Looking back on history, we can find that in the development of human civilization, there have always been viruses. Viruses have caused the raging of infectious diseases again and again, and humans have found ways to overcome diseases with wisdom time and time again. The confrontation of the virus is undoubtedly promoting the progress of human civilization.
We live on the earth with viruses and share the resources on the earth. It is inevitable that there will be some collisions. In the constant collisions, humans and viruses are learning and evolving. Maybe in the near future we will be able to coexist peacefully with viruses or even It's mutually beneficial symbiosis...
Why is the extended reading virus easy to mutate? What does virus mutation mean?

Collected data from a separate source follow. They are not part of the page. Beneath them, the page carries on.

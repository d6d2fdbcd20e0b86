//! Integration tests for the error paths: bad credentials, gate ordering,
//! rate limiting, session middleware rejections, and email outages.

mod common;

use axum::http::StatusCode;
use serde_json::json;
use std::sync::Arc;

use common::{
    FailingMailer, enroll, json_body, post_json, post_json_from, session_cookie, test_app,
    test_app_with, totp_code, JWT_SECRET,
};

async fn signup_ada(app: &axum::Router) {
    let response = post_json(
        app,
        "/auth/signup",
        json!({
            "fullName": "Ada Lovelace",
            "email": "ada@x.com",
            "password": "abc123",
        }),
        None,
    )
    .await;
    assert_eq!(response.status(), StatusCode::CREATED);
}

#[tokio::test]
async fn login_never_reveals_whether_the_email_exists() {
    let (app, mailer) = test_app();
    enroll(&app, &mailer, "ada@x.com", "abc123").await;

    let unknown = post_json(
        &app,
        "/auth/login",
        json!({ "email": "ghost@x.com", "password": "abc123", "twoFactorCode": "000000" }),
        None,
    )
    .await;
    let wrong_password = post_json(
        &app,
        "/auth/login",
        json!({ "email": "ada@x.com", "password": "wrong99", "twoFactorCode": "000000" }),
        None,
    )
    .await;

    assert_eq!(unknown.status(), StatusCode::UNAUTHORIZED);
    assert_eq!(wrong_password.status(), StatusCode::UNAUTHORIZED);
    assert_eq!(json_body(unknown).await["message"], "Invalid credentials");
    assert_eq!(json_body(wrong_password).await["message"], "Invalid credentials");
}

#[tokio::test]
async fn unverified_account_cannot_log_in() {
    let (app, _) = test_app();
    signup_ada(&app).await;

    let response = post_json(
        &app,
        "/auth/login",
        json!({ "email": "ada@x.com", "password": "abc123" }),
        None,
    )
    .await;

    assert_eq!(response.status(), StatusCode::FORBIDDEN);
    assert_eq!(
        json_body(response).await["message"],
        "Please verify your email before logging in"
    );
}

#[tokio::test]
async fn verified_account_without_2fa_cannot_log_in() {
    let (app, mailer) = test_app();
    signup_ada(&app).await;

    let code = common::extract_code(&mailer.sent.lock().await[0].body);
    let response = post_json(&app, "/auth/verify-email", json!({ "code": code }), None).await;
    assert_eq!(response.status(), StatusCode::OK);

    let response = post_json(
        &app,
        "/auth/login",
        json!({ "email": "ada@x.com", "password": "abc123" }),
        None,
    )
    .await;

    assert_eq!(response.status(), StatusCode::FORBIDDEN);
    assert_eq!(
        json_body(response).await["message"],
        "2FA setup is required before you can log in"
    );
}

#[tokio::test]
async fn enrolled_login_requires_a_code() {
    let (app, mailer) = test_app();
    enroll(&app, &mailer, "ada@x.com", "abc123").await;

    let missing = post_json(
        &app,
        "/auth/login",
        json!({ "email": "ada@x.com", "password": "abc123" }),
        None,
    )
    .await;
    assert_eq!(missing.status(), StatusCode::BAD_REQUEST);
    assert_eq!(json_body(missing).await["message"], "2FA code is required");

    let wrong = post_json(
        &app,
        "/auth/login",
        json!({ "email": "ada@x.com", "password": "abc123", "twoFactorCode": "000000" }),
        None,
    )
    .await;
    assert_eq!(wrong.status(), StatusCode::BAD_REQUEST);
    assert_eq!(json_body(wrong).await["message"], "Invalid 2FA code");
}

#[tokio::test]
async fn sixth_login_attempt_from_one_address_is_rate_limited() {
    let (app, mailer) = test_app();
    enroll(&app, &mailer, "ada@x.com", "abc123").await;

    for _ in 0..5 {
        let response = post_json_from(
            &app,
            "/auth/login",
            json!({ "email": "ada@x.com", "password": "wrong99" }),
            None,
            [10, 0, 0, 1],
        )
        .await;
        assert_eq!(response.status(), StatusCode::UNAUTHORIZED);
    }

    // even correct credentials are rejected once the budget is spent
    let response = post_json_from(
        &app,
        "/auth/login",
        json!({ "email": "ada@x.com", "password": "abc123", "twoFactorCode": "000000" }),
        None,
        [10, 0, 0, 1],
    )
    .await;
    assert_eq!(response.status(), StatusCode::TOO_MANY_REQUESTS);
    assert!(
        json_body(response)
            .await["message"]
            .as_str()
            .unwrap()
            .contains("Too many login attempts")
    );

    // a different source address is unaffected
    let response = post_json_from(
        &app,
        "/auth/login",
        json!({ "email": "ada@x.com", "password": "wrong99" }),
        None,
        [10, 0, 0, 2],
    )
    .await;
    assert_eq!(response.status(), StatusCode::UNAUTHORIZED);
}

#[tokio::test]
async fn signup_surfaces_email_failure_after_persisting() {
    let app = test_app_with(Arc::new(FailingMailer));

    let response = post_json(
        &app,
        "/auth/signup",
        json!({
            "fullName": "Ada Lovelace",
            "email": "ada@x.com",
            "password": "abc123",
        }),
        None,
    )
    .await;
    assert_eq!(response.status(), StatusCode::BAD_GATEWAY);
    assert_eq!(
        json_body(response).await["message"],
        "Failed to send verification email"
    );

    // the account was persisted before the send, so a retry conflicts
    let response = post_json(
        &app,
        "/auth/signup",
        json!({
            "fullName": "Ada Lovelace",
            "email": "ada@x.com",
            "password": "abc123",
        }),
        None,
    )
    .await;
    assert_eq!(response.status(), StatusCode::CONFLICT);
}

#[tokio::test]
async fn protected_routes_reject_missing_and_invalid_sessions() {
    let (app, _) = test_app();

    let response = post_json(&app, "/auth/2fa/setup", json!({}), None).await;
    assert_eq!(response.status(), StatusCode::UNAUTHORIZED);
    assert_eq!(json_body(response).await["message"], "Unauthenticated");

    let response = post_json(&app, "/auth/2fa/setup", json!({}), Some("not-a-jwt")).await;
    assert_eq!(response.status(), StatusCode::UNAUTHORIZED);
    assert_eq!(json_body(response).await["message"], "Invalid token");
}

#[tokio::test]
async fn session_for_a_deleted_account_is_rejected() {
    let (app, _) = test_app();

    // valid signature, but no such account in the store
    let token = gatewarden::auth::SessionTokens::new(JWT_SECRET, false)
        .issue(uuid::Uuid::new_v4())
        .unwrap();

    let response = post_json(&app, "/auth/2fa/setup", json!({}), Some(&token)).await;
    assert_eq!(response.status(), StatusCode::UNAUTHORIZED);
    assert_eq!(json_body(response).await["message"], "User not found");
}

#[tokio::test]
async fn two_factor_verify_without_setup_is_rejected() {
    let (app, _) = test_app();
    signup_ada(&app).await;

    let response = post_json(
        &app,
        "/auth/signup",
        json!({
            "fullName": "Grace Hopper",
            "email": "grace@x.com",
            "password": "xyz789",
        }),
        None,
    )
    .await;
    let cookie = session_cookie(&response).unwrap();

    let response = post_json(
        &app,
        "/auth/2fa/verify",
        json!({ "code": "000000" }),
        Some(&cookie),
    )
    .await;
    assert_eq!(response.status(), StatusCode::BAD_REQUEST);
    assert_eq!(json_body(response).await["message"], "2FA has not been set up");
}

#[tokio::test]
async fn two_factor_verify_accepts_token_as_field_name() {
    let (app, _) = test_app();

    let response = post_json(
        &app,
        "/auth/signup",
        json!({
            "fullName": "Ada Lovelace",
            "email": "ada@x.com",
            "password": "abc123",
        }),
        None,
    )
    .await;
    let cookie = session_cookie(&response).unwrap();

    let response = post_json(&app, "/auth/2fa/setup", json!({}), Some(&cookie)).await;
    let secret = json_body(response).await["secret"]
        .as_str()
        .unwrap()
        .to_string();

    let response = post_json(
        &app,
        "/auth/2fa/verify",
        json!({ "token": totp_code(&secret) }),
        Some(&cookie),
    )
    .await;
    assert_eq!(response.status(), StatusCode::OK);
    assert_eq!(
        json_body(response).await["message"],
        "2FA has been enabled successfully"
    );
}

A virus is a very simple creature. Except for virus-like viruses, viruses can be said to be the simplest members of life. Its genetic code or genome is mainly concentrated on the nucleic acid chain, and any change in this nucleic acid chain will affect the characteristics of their offspring. In fact, the genome of the virus is not static during its propagation, but is automatically mutated all the time. Most of these mutations are fatal, and only a few survive. Since a virus has to multiply millions of times in a single infection, there is a chance of mutation. Therefore, from a population level, a virus is not genetically homologous, so the "species" of viruses are not taxonomic species in the strict sense, but should be called quasispecies. The natural mutation of the virus is very slow, but this mutation process can be accelerated by the stimulation of strong external factors.
Viral mutation reminds us that we should treat antiviral drugs rationally. Because the virus mutates very quickly, and humans cannot predict the mode and trend of virus mutation, they can only gradually understand its characteristics after the virus has spread, and then develop antiviral drugs (or vaccines) based on its characteristics.
When the virus undergoes new mutations, the originally effective antiviral drugs may become ineffective, and the human immune system will ultimately depend on the human immune system to kill the virus. Of course, there is no need to panic too much about the mutation of the virus. As humans' understanding of viruses continues to deepen, coupled with the improvement of life support technology, the mortality rate will continue to decrease. Ordinary people only need to remember: pay attention to protection and not relax, early diagnosis and treatment and early intervention.